Your task:
From the entries below, return only the lines starting at the one that contains "assert_eq!(series.ma(2).unwrap()[1], Some(1.5));" and ending at the one that contains "assert_eq!(once, twice);", exactly as they stand.

○ ○ ○ ○ ○ ○ ○

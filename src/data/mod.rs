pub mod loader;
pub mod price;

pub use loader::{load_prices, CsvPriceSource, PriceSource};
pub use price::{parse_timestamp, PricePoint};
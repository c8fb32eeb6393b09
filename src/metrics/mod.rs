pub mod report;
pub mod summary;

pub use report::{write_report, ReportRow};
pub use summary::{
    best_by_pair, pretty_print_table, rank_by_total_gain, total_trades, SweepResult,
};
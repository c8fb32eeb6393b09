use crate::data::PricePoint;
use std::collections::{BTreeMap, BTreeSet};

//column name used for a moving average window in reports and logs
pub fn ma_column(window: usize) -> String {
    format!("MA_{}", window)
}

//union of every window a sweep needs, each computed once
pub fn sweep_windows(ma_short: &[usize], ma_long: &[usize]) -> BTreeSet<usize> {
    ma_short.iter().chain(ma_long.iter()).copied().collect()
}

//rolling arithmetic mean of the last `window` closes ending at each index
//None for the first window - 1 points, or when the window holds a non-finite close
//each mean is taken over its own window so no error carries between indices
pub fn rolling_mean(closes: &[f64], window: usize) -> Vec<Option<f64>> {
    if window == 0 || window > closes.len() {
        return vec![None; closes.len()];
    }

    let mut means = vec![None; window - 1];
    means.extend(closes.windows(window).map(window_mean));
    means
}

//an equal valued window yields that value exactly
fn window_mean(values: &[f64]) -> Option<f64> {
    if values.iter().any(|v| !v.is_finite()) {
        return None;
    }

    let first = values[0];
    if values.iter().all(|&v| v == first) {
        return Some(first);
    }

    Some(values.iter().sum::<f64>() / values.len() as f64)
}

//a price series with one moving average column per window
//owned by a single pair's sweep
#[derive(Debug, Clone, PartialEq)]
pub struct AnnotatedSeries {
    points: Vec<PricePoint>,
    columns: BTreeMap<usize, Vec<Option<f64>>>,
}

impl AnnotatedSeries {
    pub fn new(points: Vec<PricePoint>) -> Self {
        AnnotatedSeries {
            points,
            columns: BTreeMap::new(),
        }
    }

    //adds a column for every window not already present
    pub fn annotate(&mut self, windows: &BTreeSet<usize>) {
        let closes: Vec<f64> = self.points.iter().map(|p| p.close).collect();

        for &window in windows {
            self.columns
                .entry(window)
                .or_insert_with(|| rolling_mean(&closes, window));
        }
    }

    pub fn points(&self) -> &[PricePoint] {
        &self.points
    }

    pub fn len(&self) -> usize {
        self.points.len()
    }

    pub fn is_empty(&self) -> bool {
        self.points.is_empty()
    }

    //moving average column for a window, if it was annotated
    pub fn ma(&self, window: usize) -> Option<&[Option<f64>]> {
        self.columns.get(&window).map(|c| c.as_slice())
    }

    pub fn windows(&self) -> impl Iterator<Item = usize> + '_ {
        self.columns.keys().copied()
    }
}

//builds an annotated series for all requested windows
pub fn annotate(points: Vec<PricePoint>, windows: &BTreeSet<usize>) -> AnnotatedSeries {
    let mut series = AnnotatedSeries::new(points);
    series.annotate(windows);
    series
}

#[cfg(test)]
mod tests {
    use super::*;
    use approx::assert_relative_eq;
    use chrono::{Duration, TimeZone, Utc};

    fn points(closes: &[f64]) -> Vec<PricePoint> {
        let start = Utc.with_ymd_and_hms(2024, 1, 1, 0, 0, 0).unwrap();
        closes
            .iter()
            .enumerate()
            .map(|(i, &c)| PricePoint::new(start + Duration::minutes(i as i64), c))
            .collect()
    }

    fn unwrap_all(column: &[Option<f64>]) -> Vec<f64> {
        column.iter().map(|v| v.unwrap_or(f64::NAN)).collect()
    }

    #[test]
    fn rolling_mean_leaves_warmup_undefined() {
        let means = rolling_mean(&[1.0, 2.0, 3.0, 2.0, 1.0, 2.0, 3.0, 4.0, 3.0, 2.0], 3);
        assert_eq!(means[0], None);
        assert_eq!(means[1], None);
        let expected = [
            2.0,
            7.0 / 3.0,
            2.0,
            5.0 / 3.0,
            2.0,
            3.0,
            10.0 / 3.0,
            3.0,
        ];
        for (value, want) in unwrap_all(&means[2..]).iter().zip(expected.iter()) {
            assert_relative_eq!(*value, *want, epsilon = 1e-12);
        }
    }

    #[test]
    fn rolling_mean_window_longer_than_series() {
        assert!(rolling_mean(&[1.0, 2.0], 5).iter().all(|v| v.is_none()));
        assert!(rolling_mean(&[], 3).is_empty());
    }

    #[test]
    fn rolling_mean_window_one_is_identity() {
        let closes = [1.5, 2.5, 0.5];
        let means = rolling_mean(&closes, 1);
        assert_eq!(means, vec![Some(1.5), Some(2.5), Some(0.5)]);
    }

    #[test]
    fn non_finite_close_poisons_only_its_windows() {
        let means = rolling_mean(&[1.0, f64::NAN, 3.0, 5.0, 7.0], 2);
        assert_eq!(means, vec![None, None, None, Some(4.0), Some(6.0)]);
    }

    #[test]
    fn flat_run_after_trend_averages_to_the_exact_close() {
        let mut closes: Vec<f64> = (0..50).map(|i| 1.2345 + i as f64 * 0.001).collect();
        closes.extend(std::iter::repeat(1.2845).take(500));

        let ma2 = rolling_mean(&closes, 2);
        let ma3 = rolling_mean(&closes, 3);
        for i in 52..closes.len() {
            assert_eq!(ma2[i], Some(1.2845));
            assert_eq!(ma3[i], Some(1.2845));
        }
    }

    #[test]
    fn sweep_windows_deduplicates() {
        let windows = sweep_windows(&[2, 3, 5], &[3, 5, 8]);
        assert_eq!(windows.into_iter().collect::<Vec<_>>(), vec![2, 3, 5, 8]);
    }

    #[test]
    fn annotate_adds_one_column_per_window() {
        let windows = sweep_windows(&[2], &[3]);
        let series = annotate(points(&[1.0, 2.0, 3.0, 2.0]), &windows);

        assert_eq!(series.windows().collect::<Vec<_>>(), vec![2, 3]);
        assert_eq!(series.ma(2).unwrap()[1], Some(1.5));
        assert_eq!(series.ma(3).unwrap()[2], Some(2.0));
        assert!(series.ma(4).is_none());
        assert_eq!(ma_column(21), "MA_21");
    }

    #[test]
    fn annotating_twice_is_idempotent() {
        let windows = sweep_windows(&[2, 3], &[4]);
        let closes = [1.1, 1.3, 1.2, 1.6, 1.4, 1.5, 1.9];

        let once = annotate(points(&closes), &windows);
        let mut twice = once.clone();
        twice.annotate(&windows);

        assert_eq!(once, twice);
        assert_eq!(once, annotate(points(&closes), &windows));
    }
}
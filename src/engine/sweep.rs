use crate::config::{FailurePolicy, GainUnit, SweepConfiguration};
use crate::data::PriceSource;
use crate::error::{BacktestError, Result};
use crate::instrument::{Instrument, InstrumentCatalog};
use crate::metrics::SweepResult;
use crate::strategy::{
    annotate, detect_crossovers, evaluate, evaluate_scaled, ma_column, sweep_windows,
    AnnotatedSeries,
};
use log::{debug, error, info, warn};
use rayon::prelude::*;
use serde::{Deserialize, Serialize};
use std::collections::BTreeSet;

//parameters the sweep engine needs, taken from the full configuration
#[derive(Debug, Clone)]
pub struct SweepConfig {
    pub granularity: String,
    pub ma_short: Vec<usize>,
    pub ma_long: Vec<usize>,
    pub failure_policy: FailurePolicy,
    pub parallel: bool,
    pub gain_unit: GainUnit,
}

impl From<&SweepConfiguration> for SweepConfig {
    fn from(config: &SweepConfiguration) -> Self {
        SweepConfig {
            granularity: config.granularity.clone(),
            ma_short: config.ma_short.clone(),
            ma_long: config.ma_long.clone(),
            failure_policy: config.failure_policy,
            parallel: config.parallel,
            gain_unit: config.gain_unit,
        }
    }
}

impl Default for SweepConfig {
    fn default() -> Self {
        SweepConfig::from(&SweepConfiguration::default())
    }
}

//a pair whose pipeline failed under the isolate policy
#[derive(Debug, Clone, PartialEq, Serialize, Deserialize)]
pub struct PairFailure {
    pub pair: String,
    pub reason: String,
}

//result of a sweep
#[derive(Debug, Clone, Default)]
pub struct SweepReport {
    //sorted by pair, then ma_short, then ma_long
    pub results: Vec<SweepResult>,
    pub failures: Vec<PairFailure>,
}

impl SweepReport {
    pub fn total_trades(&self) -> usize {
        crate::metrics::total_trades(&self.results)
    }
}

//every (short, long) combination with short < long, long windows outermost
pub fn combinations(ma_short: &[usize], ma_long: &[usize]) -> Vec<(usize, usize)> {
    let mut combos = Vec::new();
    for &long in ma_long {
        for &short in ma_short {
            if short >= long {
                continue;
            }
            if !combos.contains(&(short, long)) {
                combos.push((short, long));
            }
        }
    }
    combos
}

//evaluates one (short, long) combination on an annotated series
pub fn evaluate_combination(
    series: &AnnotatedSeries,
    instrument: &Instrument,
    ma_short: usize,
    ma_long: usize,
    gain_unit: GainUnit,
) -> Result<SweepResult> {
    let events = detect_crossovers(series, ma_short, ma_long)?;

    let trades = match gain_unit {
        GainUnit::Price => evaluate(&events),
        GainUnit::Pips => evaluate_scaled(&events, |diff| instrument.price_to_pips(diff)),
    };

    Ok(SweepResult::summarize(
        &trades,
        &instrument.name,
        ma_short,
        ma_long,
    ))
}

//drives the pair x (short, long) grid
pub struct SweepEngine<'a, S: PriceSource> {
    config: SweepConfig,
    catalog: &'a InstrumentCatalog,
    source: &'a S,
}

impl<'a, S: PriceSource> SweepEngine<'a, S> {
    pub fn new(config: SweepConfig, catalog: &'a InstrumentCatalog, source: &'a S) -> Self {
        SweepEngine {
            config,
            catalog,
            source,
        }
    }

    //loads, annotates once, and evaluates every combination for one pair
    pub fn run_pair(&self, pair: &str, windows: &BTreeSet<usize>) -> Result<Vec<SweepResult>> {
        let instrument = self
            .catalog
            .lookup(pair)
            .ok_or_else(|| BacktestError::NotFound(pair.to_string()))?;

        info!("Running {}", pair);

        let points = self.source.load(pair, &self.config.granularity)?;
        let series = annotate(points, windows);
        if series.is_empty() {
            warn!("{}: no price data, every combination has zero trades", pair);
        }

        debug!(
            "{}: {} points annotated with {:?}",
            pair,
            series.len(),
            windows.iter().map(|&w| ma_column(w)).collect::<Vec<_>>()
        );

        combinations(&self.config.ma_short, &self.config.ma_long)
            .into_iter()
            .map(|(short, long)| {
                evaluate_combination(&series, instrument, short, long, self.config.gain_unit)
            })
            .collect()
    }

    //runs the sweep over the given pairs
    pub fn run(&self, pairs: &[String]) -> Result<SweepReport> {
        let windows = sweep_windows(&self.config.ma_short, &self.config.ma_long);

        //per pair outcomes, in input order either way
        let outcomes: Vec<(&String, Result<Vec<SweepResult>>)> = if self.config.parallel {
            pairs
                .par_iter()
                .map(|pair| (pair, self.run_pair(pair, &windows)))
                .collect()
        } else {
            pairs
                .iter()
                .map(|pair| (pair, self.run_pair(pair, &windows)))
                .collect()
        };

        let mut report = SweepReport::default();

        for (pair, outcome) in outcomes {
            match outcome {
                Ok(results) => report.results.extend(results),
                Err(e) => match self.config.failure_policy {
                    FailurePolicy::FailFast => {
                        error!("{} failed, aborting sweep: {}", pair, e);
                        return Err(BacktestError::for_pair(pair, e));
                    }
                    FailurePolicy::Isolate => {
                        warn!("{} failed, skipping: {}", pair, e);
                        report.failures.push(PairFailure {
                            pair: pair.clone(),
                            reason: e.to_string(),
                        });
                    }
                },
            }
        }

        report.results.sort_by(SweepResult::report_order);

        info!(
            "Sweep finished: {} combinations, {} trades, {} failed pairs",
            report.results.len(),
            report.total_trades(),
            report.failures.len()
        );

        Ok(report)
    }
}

○ ○ ○ ○ ○ ○ ○

Solution for this exercise:
        assert_eq!(series.ma(2).unwrap()[1], Some(1.5));
        assert_eq!(series.ma(3).unwrap()[2], Some(2.0));
        assert!(series.ma(4).is_none());
        assert_eq!(ma_column(21), "MA_21");
    }

    #[test]
    fn annotating_twice_is_idempotent() {
        let windows = sweep_windows(&[2, 3], &[4]);
        let closes = [1.1, 1.3, 1.2, 1.6, 1.4, 1.5, 1.9];

        let once = annotate(points(&closes), &windows);
        let mut twice = once.clone();
        twice.annotate(&windows);

        assert_eq!(once, twice);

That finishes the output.